Physical things break, too: Why I'm going digital
I spent half of the last weekend doing something sobering: I dragged wet bags of trash out of my parents' flooded basement on Long Island. Up to 7 inches of groundwater rose up after a recent series of rainstorms, and the unfortunate result was that boxes of old papers, books, and childhood possessions were irrevocably waterlogged and destroyed.
We should have gone through the boxes earlier, some years before. Old game systems--the Atari 5200, Sega CD game boxes, piles of Sega Genesis games, and peripherals--had to be thrown out. Electronic board games and puzzles, too. I could put together an amazing slideshow of what was gotten rid of, but it was too painful, and the humidity downstairs was overwhelming. That's not the point.
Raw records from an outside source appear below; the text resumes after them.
use crate::{error::AppError, storage::db::SurrealDbClient, stored_object};

// Entity -> chunk membership edge (the IN_CHUNK relation).
stored_object!(ChunkMembership, "chunk_membership", {
    corpus_id: String,
    entity_id: String,
    chunk_id: String
});

impl ChunkMembership {
    pub fn new(corpus_id: String, entity_id: String, chunk_id: String) -> Self {
        let now = Utc::now();
        Self {
            id: uuid::Uuid::new_v4().to_string(),
            created_at: now,
            updated_at: now,
            corpus_id,
            entity_id,
            chunk_id,
        }
    }

    pub async fn find_for_entities(
        db: &SurrealDbClient,
        corpus_id: &str,
        entity_ids: &[String],
    ) -> Result<Vec<ChunkMembership>, AppError> {
        if entity_ids.is_empty() {
            return Ok(Vec::new());
        }

        let ids: Vec<String> = entity_ids.to_vec();

        let mut response = db
            .query(
                "SELECT * FROM type::table($table) \
                 WHERE corpus_id = $corpus_id AND entity_id IN $ids",
            )
            .bind(("table", Self::table_name().to_owned()))
            .bind(("corpus_id", corpus_id.to_owned()))
            .bind(("ids", ids))
            .await
            .map_err(AppError::Database)?;

        response.take(0).map_err(AppError::Database)
    }
}
use common::config::ScopedConfig;

use crate::{QueryIntent, SearchSpec};

/// The resolved execution plan for one request.
#[derive(Debug, Clone)]
pub struct QueryPlan {
    pub vector: bool,
    pub sparse: bool,
    pub graph: bool,
    pub final_k: usize,
    /// Query variants, original first. Only the canonical query feeds the
    /// legs today; variants ride along for the sparse relaxed stage and
    /// future multi-query execution.
    pub variants: Vec<String>,
    pub intent: Option<QueryIntent>,
}

/// Active legs = requested flags ∩ enabled flags; `final_k` is the request
/// override clamped to [1, 100], else the configured default.
pub fn build_plan(spec: &SearchSpec, config: &ScopedConfig) -> QueryPlan {
    let final_k = spec
        .top_k
        .map(|k| k.clamp(1, 100))
        .unwrap_or(config.retrieval.final_k);

    let variants = if config.retrieval.query_expansion_enabled {
        expand_query(&spec.query, config.retrieval.multi_query_m)
    } else {
        vec![spec.query.clone()]
    };

    QueryPlan {
        vector: spec.include_vector && config.vector.enabled,
        sparse: spec.include_sparse && config.sparse.enabled,
        graph: spec.include_graph && config.graph.enabled,
        final_k,
        variants,
        intent: spec.intent,
    }
}

/// Deterministic synonym table. Each (abbreviation, expansion) pair rewrites
/// in both directions; no model call is involved.
const SYNONYMS: &[(&str, &str)] = &[
    ("auth", "authentication"),
    ("config", "configuration"),
    ("db", "database"),
    ("repo", "repository"),
    ("fn", "function"),
    ("func", "function"),
    ("init", "initialize"),
    ("err", "error"),
    ("dir", "directory"),
    ("doc", "documentation"),
    ("docs", "documentation"),
    ("embed", "embedding"),
    ("param", "parameter"),
    ("msg", "message"),
];

/// Produce up to `limit` query variants. The original query is canonical and
/// always first; each variant substitutes exactly one token.
pub fn expand_query(query: &str, limit: usize) -> Vec<String> {
    let mut variants = vec![query.to_string()];
    if limit <= 1 {
        return variants;
    }

    let tokens: Vec<&str> = query.split_whitespace().collect();

    'outer: for (index, token) in tokens.iter().enumerate() {
        let lowered = token.to_lowercase();
        let stripped = lowered.trim_matches(|c: char| !c.is_alphanumeric());

        for (abbrev, expansion) in SYNONYMS {
            let replacement = if stripped == *abbrev {
                Some(*expansion)
            } else if stripped == *expansion {
                Some(*abbrev)
            } else {
                None
            };

            if let Some(replacement) = replacement {
                let mut rewritten: Vec<String> =
                    tokens.iter().map(|t| (*t).to_string()).collect();
                if let Some(slot) = rewritten.get_mut(index) {
                    *slot = replacement.to_string();
                }
                let candidate = rewritten.join(" ");
                if !variants.contains(&candidate) {
                    variants.push(candidate);
                }
                if variants.len() >= limit {
                    break 'outer;
                }
            }
        }
    }

    variants
}

/// Parse a short intent tag from the request, if present.
pub fn parse_intent(tag: &str) -> Option<QueryIntent> {
    match tag.trim().to_lowercase().as_str() {
        "gui" => Some(QueryIntent::Gui),
        "retrieval" => Some(QueryIntent::Retrieval),
        "indexer" => Some(QueryIntent::Indexer),
        "eval" => Some(QueryIntent::Eval),
        "infra" => Some(QueryIntent::Infra),
        "server" => Some(QueryIntent::Server),
        _ => None,
    }
}
use crate::{error::AppError, storage::db::SurrealDbClient, stored_object};

stored_object!(FeedbackRecord, "feedback", {
    corpus_id: Option<String>,
    event_id: Option<String>,
    signal: Option<String>,
    doc_id: Option<String>,
    note: Option<String>,
    rating: Option<u8>,
    comment: Option<String>,
    #[serde(default)]
    context: serde_json::Value
});

/// Signals accepted by the learning-feedback shape. UI meta feedback is
/// gated by `rating` instead.
pub const VALID_SIGNALS: &[&str] = &[
    "thumbsup", "thumbsdown", "click", "noclick", "note", "star1", "star2", "star3", "star4",
    "star5",
];

pub fn is_valid_signal(signal: &str) -> bool {
    VALID_SIGNALS.contains(&signal)
}

impl FeedbackRecord {
    pub fn new(corpus_id: Option<String>) -> Self {
        let now = Utc::now();
        Self {
            id: uuid::Uuid::new_v4().to_string(),
            created_at: now,
            updated_at: now,
            corpus_id,
            event_id: None,
            signal: None,
            doc_id: None,
            note: None,
            rating: None,
            comment: None,
            context: serde_json::Value::Null,
        }
    }

    pub async fn append(self, db: &SurrealDbClient) -> Result<(), AppError> {
        db.store_item(self).await.map_err(AppError::Database)?;
        Ok(())
    }
}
My real reflection, or observation, came when dealing with notebooks and papers that also had to be thrown out, and albums of photographs that were soaked. Not to trivialize matters, but I had just purchased an iPad the day before--in itself a thing, too, but one that represents the current and coming all-digital and cloud-based lifestyle where books, photos, videos, and even possibly memories are digitized and made intangible. The attack levied on a lifestyle of digital goods is that you don't get to own "the thing," the object that is somehow more valuable than the e-good it's replacing.
Well, tell that to my waterlogged games and books. Right now I'd prefer to re-download the games over PSN, or sync back up to my Kindle app. Yes, digital files can get corrupted, hard drives break, clouds can go haywire and erase mail or documents. But our physical possessions can be destroyed, too. Everything falls apart eventually. I told my parents, who were distraught with losing so many things they saved over the years, that if you think about it, we really don't own anything in our lives. We come, we go, and everything--physical or digital--decays.